――とは、クソみたいな中小企業のオフィスからよく聞こえてきそうな台詞である。しかし、こんな台詞は職務放棄も甚だしい。
なぜならば、部下に指示を与えるのが上司の役割であり、指示通り動くことが部下の役割であるからだ。
しかしこの背景には、日本型の雇用システムが原因として深く根付いている。
たとえば本来、雇用契約という仕組み上では、雇用契約書に書かれてある内容が仕事の範囲のそのすべてだ。それ以外のことはやらなくていいし、やってほしけりゃ新たに契約を締結しなければならない。
それがふつう、ごく一般の「契約」のあり方だ。
(「契約書」なのに、契約書に書かれている以外の内容も含むだなんて、そんなことがあってたまるか)
ところが日本の雇用契約システムでは、事実上そのような正しい運用がなされていない。
契約書に書かれていないこと――すなわち、契約によって指示されている以上のことを相手に求めるのが慣例的に当たり前となってしまっている。
そしてそれによって仕事の範囲がきわめて曖昧になってしまっているから、上司による「明確な指示」が必要となっているのだ。
このような現状は、使用される側としてはたまったものではない。
ただでさえ雇用契約外の仕事を不当に指示されているのに、それを完遂してやっても今度は「指示待ち人間にならずに自分で考えて動け」だ。いったいどこまで要求すれば気が済むのだろうか。
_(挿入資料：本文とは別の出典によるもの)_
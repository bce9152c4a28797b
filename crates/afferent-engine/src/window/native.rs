use std::sync::Arc;
use std::time::Duration;

use winit::application::ApplicationHandler;
use winit::dpi::LogicalSize;
use winit::event::WindowEvent;
use winit::event_loop::{ActiveEventLoop, ControlFlow, EventLoop};
use winit::platform::pump_events::{EventLoopExtPumpEvents, PumpStatus};
use winit::window::{Window, WindowAttributes, WindowId};

use crate::error::{AfferentError, Result};

/// Number of zero-timeout pumps allowed for the platform to deliver `resumed`.
const CREATE_PUMP_ATTEMPTS: usize = 16;

/// Window creation parameters.
#[derive(Debug, Clone)]
pub struct WindowConfig {
    pub title: String,
    pub initial_size: LogicalSize<f64>,
}

impl Default for WindowConfig {
    fn default() -> Self {
        Self {
            title: "afferent".to_string(),
            initial_size: LogicalSize::new(1280.0, 720.0),
        }
    }
}

/// A single native window whose events are pumped by the host.
pub struct NativeWindow {
    event_loop: EventLoop<()>,
    handler: WindowHandler,
    window: Arc<Window>,
}

impl NativeWindow {
    /// Opens a window and waits until the platform hands it back.
    pub fn new(config: WindowConfig) -> Result<Self> {
        let mut event_loop = EventLoop::new()
            .map_err(|e| AfferentError::Window(format!("failed to create event loop: {e}")))?;

        let attrs = Window::default_attributes()
            .with_title(config.title)
            .with_inner_size(config.initial_size);

        let mut handler = WindowHandler {
            pending: Some(attrs),
            window: None,
            create_error: None,
            close_requested: false,
        };

        for _ in 0..CREATE_PUMP_ATTEMPTS {
            if let PumpStatus::Exit(code) =
                event_loop.pump_app_events(Some(Duration::ZERO), &mut handler)
            {
                return Err(AfferentError::Window(format!(
                    "event loop exited during window creation (code {code})"
                )));
            }
            if handler.window.is_some() || handler.create_error.is_some() {
                break;
            }
        }

        if let Some(err) = handler.create_error.take() {
            return Err(AfferentError::Window(err));
        }
        let window = handler
            .window
            .clone()
            .ok_or_else(|| AfferentError::Window("platform never resumed the event loop".into()))?;

        log::info!("window created ({:?})", window.inner_size());

        Ok(Self {
            event_loop,
            handler,
            window,
        })
    }

    /// Drains pending platform events without blocking.
    pub fn poll_events(&mut self) {
        if let PumpStatus::Exit(_) = self
            .event_loop
            .pump_app_events(Some(Duration::ZERO), &mut self.handler)
        {
            self.handler.close_requested = true;
        }
    }

    /// Whether the user asked to close the window.
    pub fn should_close(&self) -> bool {
        self.handler.close_requested
    }

    /// Inner size in physical pixels.
    pub fn size(&self) -> (u32, u32) {
        let s = self.window.inner_size();
        (s.width, s.height)
    }

    /// Backing scale factor (physical / logical).
    pub fn scale_factor(&self) -> f64 {
        self.window.scale_factor()
    }

    /// Shared handle used to build a GPU surface.
    pub fn handle(&self) -> Arc<Window> {
        Arc::clone(&self.window)
    }
}

struct WindowHandler {
    pending: Option<WindowAttributes>,
    window: Option<Arc<Window>>,
    create_error: Option<String>,
    close_requested: bool,
}

impl ApplicationHandler for WindowHandler {
    fn resumed(&mut self, event_loop: &ActiveEventLoop) {
        event_loop.set_control_flow(ControlFlow::Poll);

        let Some(attrs) = self.pending.take() else { return };
        match event_loop.create_window(attrs) {
            Ok(w) => self.window = Some(Arc::new(w)),
            Err(e) => self.create_error = Some(format!("failed to create window: {e}")),
        }
    }

    fn window_event(&mut self, _event_loop: &ActiveEventLoop, _id: WindowId, event: WindowEvent) {
        match event {
            WindowEvent::CloseRequested | WindowEvent::Destroyed => {
                self.close_requested = true;
            }
            WindowEvent::Resized(size) => {
                log::trace!("window resized to {}x{}", size.width, size.height);
            }
            WindowEvent::ScaleFactorChanged { scale_factor, .. } => {
                log::debug!("scale factor changed to {scale_factor}");
            }
            _ => {}
        }
    }
}
//! Frame timing for host loops.
//!
//! Call `tick()` once per presented frame; `FrameTime::elapsed` drives the
//! GPU-animated draws.

mod frame_clock;

pub use frame_clock::{FrameClock, FrameTime};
言われたことをやってくれる部下は、課された責務を充分以上に果たしてるだろう。何も悪いところはないだろう。雇用契約を結んだ範囲の仕事をやるのが本来の与えられた責務なのだから。
そして部下に適切な指示を与えるのは管理者の仕事である。
(と同時に、不当な指示をしてはならないのも管理者や使用者の負う法的な責務である)
それを部下自身にやらせるなんて、おまえがまず自分の仕事を全うすべきである。
上司がまず自分に与えられた職務を部下に丸投げするのでは、そりゃ部下もやる気が起きないだろうよ。
そのくせどうせ、もし自分で考えてチャレンジしてみて失敗したら、今度は「勝手なコトするな」だろう。どうしても自分で考えて動いてほしいなら、せめてその責任はおまえがとれ。
さて、
とはいえこのようなクソ運用がされているのは、社内の統治システムが未熟な会社である。
管理ルールや指示系統の統一がしっかりとなされている大きな会社では、このような自体はそうそう起こりえない。
なぜならば、部下に勝手に動かれると却って現場がバラバラになってしまうから。そうなってしまわないように、「自分の勝手な判断で動かず、まず上司や責任者に確認を取れ」と教育するのである。
まともに考えれば、与えられた役割を関係なく動かれてしまったら役職を定めた意味がなくなるんだよね。
ましてや個人個人がバラバラに動いていては組織だった動きができないため、複数人で協力して働くことのスケールメリットを活かせない。それだったら個人事業として独立した方がよっぽどメリットになるだろう。
どうせ自分で考えて働かなきゃならないんなら、自分がトップでしかも給料青天井の方がいいわな。
……が、そうはいってもサラリーマンと個人事業主とでは勝手が違う部分もあるため、単純比較はできない。自分で事業を始めるにあたってのハードルもあるだろう。
この手のことを言われたならば、そこはもう沈みゆく舟だ。将来のことを考えるならば、早めに抜け出した方が良いだろう。
だって、その会社には統治能力がない。上司にはマネジメント能力がない。しょせんはその程度の会社である。